All polymers, including biopolymers, are made of repetitive units called monomers. Biopolymers are polymers which are present in, or created by, living organisms. There are two main types of biopolymers: those that come from living organisms; and, those which need to be polymerized but come from renewable resources. Biopolymers inherently have a well defined structure. Starch, proteins and peptides, DNA, and RNA are all examples of biopolymers, in which the monomer units, respectively, are sugars, amino acids, and nucleic acids.

ii. Scope and state of art:

Biopolymers have several advantages such as:

1. Sustainable and renewable 2. Well defined structure and specific upon synthesis = monodispersity 3. Biocompatible and hence is suitable for medical applications. 4. Non toxic 5. Biodegradable (easy to be removed from the environment)

Biopolymers can be used as:

1. Plasma substitute (Dextrans) 2. Complex with iron for iron deficiency anemia (Dextrans) 3. Used in paints, printing, and textile industries (Xanthans and polyhydroxylbutyrate

(PHB)) 4. In oil industry as drilling fluid additive and for enhanced oil recovery (Xanthans)
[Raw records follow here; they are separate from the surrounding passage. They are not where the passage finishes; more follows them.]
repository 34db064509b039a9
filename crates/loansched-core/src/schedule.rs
//! Loan repayment engine.
//!
//! Computes installment and total-interest figures for flat-rate and
//! reducing-balance loans, and generates the month-by-month amortization
//! schedule for the reducing-balance method. The schedule is a strict
//! sequential fold: each row depends only on the previous balance, and the
//! whole schedule is regenerated fresh on every calculation.

use rust_decimal::Decimal;
use rust_decimal_macros::dec;
use serde::{Deserialize, Serialize};

use crate::error::LoanSchedError;
use crate::types::{Money, Rate, RepaymentMethod};
use crate::LoanSchedResult;

const MONTHS_PER_YEAR: Decimal = dec!(12);

// ---------------------------------------------------------------------------
// Input / Output types
// ---------------------------------------------------------------------------

/// Full input for a loan calculation.
#[derive(Debug, Clone, Serialize, Deserialize)]
pub struct LoanInput {
    /// Amount borrowed
    pub principal: Money,
    /// Annual interest rate as a decimal (0.12 = 12%)
    pub annual_rate: Rate,
    /// Term in months
    pub term_months: u32,
    /// Interest method
    pub method: RepaymentMethod,
}

/// A single period in the amortization schedule.
#[derive(Debug, Clone, Serialize, Deserialize)]
pub struct ScheduleRow {
    /// Period number (1-indexed)
    pub period: u32,
    /// Payment made this period
    pub payment: Money,
    /// Portion of the payment reducing the principal
    pub principal_portion: Money,
    /// Portion of the payment covering interest
    pub interest_portion: Money,
    /// Outstanding balance after the payment, clamped at zero
    pub remaining_balance: Money,
}

/// Complete output from a loan calculation.
#[derive(Debug, Clone, Serialize, Deserialize)]
pub struct CalculationResult {
    /// Interest method applied
    pub method: RepaymentMethod,
    /// Fixed payment per period
    pub installment: Money,
    /// Total interest paid over the full term
    pub total_interest: Money,
    /// Per-period breakdown; empty for the flat method
    pub schedule: Vec<ScheduleRow>,
}

impl CalculationResult {
    /// One-line human-readable summary, suitable as a share payload.
    pub fn summary(&self) -> String {
        format!(
            "{}: installment {}, total interest {}",
            self.method.label(),
            self.installment.round_dp(2),
            self.total_interest.round_dp(2)
        )
    }
}

// ---------------------------------------------------------------------------
// Public API
// ---------------------------------------------------------------------------

/// Compute installment, total interest, and (for the reducing-balance
/// method) the full amortization schedule.
pub fn calculate(input: &LoanInput) -> LoanSchedResult<CalculationResult> {
    validate_input(input)?;

    match input.method {
        RepaymentMethod::Flat => compute_flat(input),
        RepaymentMethod::Reducing => compute_reducing(input),
    }
}

// ---------------------------------------------------------------------------
// Validation
// ---------------------------------------------------------------------------

fn validate_input(input: &LoanInput) -> LoanSchedResult<()> {
    if input.principal <= Decimal::ZERO {
        return Err(LoanSchedError::InvalidInput {
            field: "principal".into(),
            reason: "Principal must be positive".into(),
        });
    }
    if input.annual_rate < Decimal::ZERO {
        return Err(LoanSchedError::InvalidInput {
            field: "annual_rate".into(),
            reason: "Annual rate must not be negative".into(),
        });
    }
    if input.term_months == 0 {
        return Err(LoanSchedError::InvalidInput {
            field: "term_months".into(),
            reason: "Term must be at least one month".into(),
        });
    }
    Ok(())
}

// ---------------------------------------------------------------------------
// Flat method
// ---------------------------------------------------------------------------

/// Flat-rate loan: interest on the full original principal for the whole
/// term, split evenly across payments. No per-period breakdown exists for
/// this method, so the schedule is empty.
fn compute_flat(input: &LoanInput) -> LoanSchedResult<CalculationResult> {
    let years = Decimal::from(input.term_months) / MONTHS_PER_YEAR;
    let total_interest = input.principal * input.annual_rate * years;
    let installment = (input.principal + total_interest) / Decimal::from(input.term_months);

    Ok(CalculationResult {
        method: RepaymentMethod::Flat,
        installment,
        total_interest,
        schedule: Vec::new(),
    })
}

// ---------------------------------------------------------------------------
// Reducing-balance method
// ---------------------------------------------------------------------------

/// Reducing-balance loan: fixed installment from the standard amortization
/// formula, interest recomputed each period on the outstanding balance.
fn compute_reducing(input: &LoanInput) -> LoanSchedResult<CalculationResult> {
    let periods = Decimal::from(input.term_months);
    let monthly_rate = input.annual_rate / MONTHS_PER_YEAR;

    // Interest-free loans degrade the closed form to 0/0; handle up front.
    let (installment, total_interest) = if monthly_rate.is_zero() {
        (input.principal / periods, Decimal::ZERO)
    } else {
        // installment = P*r*f / (f - 1) with f = (1+r)^n, which is the
        // usual P*r / (1 - (1+r)^-n) without the negative exponent.
        let factor = growth_factor(monthly_rate, input.term_months);
        let denominator = factor - Decimal::ONE;
        if denominator.is_zero() {
            return Err(LoanSchedError::DivisionByZero {
                context: "amortization factor".into(),
            });
        }
        let installment = input.principal * monthly_rate * factor / denominator;
        let total_interest = installment * periods - input.principal;
        (installment, total_interest)
    };

    let schedule = generate_schedule(input.principal, monthly_rate, input.term_months, installment);

    Ok(CalculationResult {
        method: RepaymentMethod::Reducing,
        installment,
        total_interest,
        schedule,
    })
}

/// Build the amortization schedule: exactly `term_months` rows, folding the
/// balance forward one period at a time. A balance driven negative by
/// arithmetic drift on the final period is clamped to zero; the residual is
/// absorbed, not redistributed into the last installment.
fn generate_schedule(
    principal: Money,
    monthly_rate: Rate,
    term_months: u32,
    installment: Money,
) -> Vec<ScheduleRow> {
    let mut schedule = Vec::with_capacity(term_months as usize);
    let mut balance = principal;

    for period in 1..=term_months {
        let interest = balance * monthly_rate;
        let principal_portion = installment - interest;
        balance -= principal_portion;
        if balance < Decimal::ZERO {
            balance = Decimal::ZERO;
        }

        schedule.push(ScheduleRow {
            period,
            payment: installment,
            principal_portion,
            interest_portion: interest,
            remaining_balance: balance,
        });
    }

    schedule
}

/// (1 + r)^n by iterative multiplication.
fn growth_factor(rate: Rate, periods: u32) -> Decimal {
    let one_plus_r = Decimal::ONE + rate;
    let mut factor = Decimal::ONE;
    for _ in 0..periods {
        factor *= one_plus_r;
    }
    factor
}

// ---------------------------------------------------------------------------
// Tests
// ---------------------------------------------------------------------------
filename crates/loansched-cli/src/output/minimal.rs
use serde_json::Value;

use super::scalar_to_string;

/// Print just the key answer value from the output.
///
/// Heuristic: the installment is the figure people want from a calculation,
/// the written path from an export; fall back to the first field.
pub fn print_minimal(value: &Value) {
    let priority_keys = ["installment", "total_interest", "written"];

    if let Value::Object(map) = value {
        for key in &priority_keys {
            if let Some(val) = map.get(*key) {
                if !val.is_null() {
                    println!("{}", scalar_to_string(val));
                    return;
                }
            }
        }

        if let Some((key, val)) = map.iter().next() {
            println!("{}: {}", key, scalar_to_string(val));
            return;
        }
    }

    println!("{}", scalar_to_string(value));
}
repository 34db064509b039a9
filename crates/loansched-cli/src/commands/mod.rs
pub mod loan;
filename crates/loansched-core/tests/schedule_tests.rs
use loansched_core::export::{csv_out, xlsx};
use loansched_core::schedule::{calculate, LoanInput};
use loansched_core::{LoanSchedError, RepaymentMethod};
use rust_decimal::Decimal;
use rust_decimal_macros::dec;

// ===========================================================================
// End-to-end: calculation through export
// ===========================================================================

fn car_loan() -> LoanInput {
    LoanInput {
        principal: dec!(18000),
        annual_rate: dec!(0.075),
        term_months: 48,
        method: RepaymentMethod::Reducing,
    }
}

#[test]
fn reducing_schedule_exports_to_csv() {
    let result = calculate(&car_loan()).unwrap();
    let text = csv_out::csv_text(&result.schedule).unwrap();

    let mut lines = text.lines();
    assert_eq!(lines.next(), Some("No,Payment,Principal,Interest,Balance"));
    assert_eq!(lines.count(), 48);

    // Every data line starts with its 1-based period number
    for (i, line) in text.lines().skip(1).enumerate() {
        let period: u32 = line.split(',').next().unwrap().parse().unwrap();
        assert_eq!(period as usize, i + 1);
    }
}

#[test]
fn reducing_schedule_exports_to_xlsx() {
    let result = calculate(&car_loan()).unwrap();
    let bytes = xlsx::xlsx_bytes(&result.schedule).unwrap();

    // PK zip magic; the writer tests cover the part contents
    assert_eq!(&bytes[..2], b"PK");
}

#[test]
fn flat_result_has_nothing_to_export() {
    let result = calculate(&LoanInput {
        principal: dec!(1000),
        annual_rate: dec!(0.10),
        term_months: 12,
        method: RepaymentMethod::Flat,
    })
    .unwrap();

    assert!(result.schedule.is_empty());
    assert!(matches!(
        csv_out::csv_text(&result.schedule),
        Err(LoanSchedError::EmptySchedule)
    ));
    assert!(matches!(
        xlsx::xlsx_bytes(&result.schedule),
        Err(LoanSchedError::EmptySchedule)
    ));
}

#[test]
fn result_round_trips_through_json() {
    let result = calculate(&car_loan()).unwrap();
    let json = serde_json::to_string(&result).unwrap();
    let back: loansched_core::schedule::CalculationResult = serde_json::from_str(&json).unwrap();

    assert_eq!(back.schedule.len(), 48);
    assert_eq!(back.installment, result.installment);
    assert_eq!(back.method, RepaymentMethod::Reducing);
}

#[test]
fn total_interest_matches_schedule_interest() {
    let result = calculate(&car_loan()).unwrap();
    let schedule_interest: Decimal = result
        .schedule
        .iter()
        .map(|row| row.interest_portion)
        .sum();

    let diff = (schedule_interest - result.total_interest).abs();
    assert!(diff < dec!(0.0001), "{} vs {}", schedule_interest, result.total_interest);
}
iii. Recent development and approaches:

Green plastics: through the production of polyhydroxyalkanoates (PHAs), a versatile family of biobased polymers. These biopolymers are used for production of biodegradable plastics called green plastics. These are currently replacing the petrochemical based plastics in all fields

Plastics from the plant: Plants are becoming factories for the production of plastics. Researchers created a Arabidopis thaliana plant through genetic engineering. The plant contains the enzymes used by bacteria to create plastics. Plants create the plastic through the conversion of sunlight into energy. Therefore it has advantage of CO2 fixation and conversion. The researchers have transferred the gene that codes for this enzyme into the plant; as a result the plant produces plastic through its cellular processes. The plant is harvested and the plastic is extracted from it using a solvent.

Biocatalysis3.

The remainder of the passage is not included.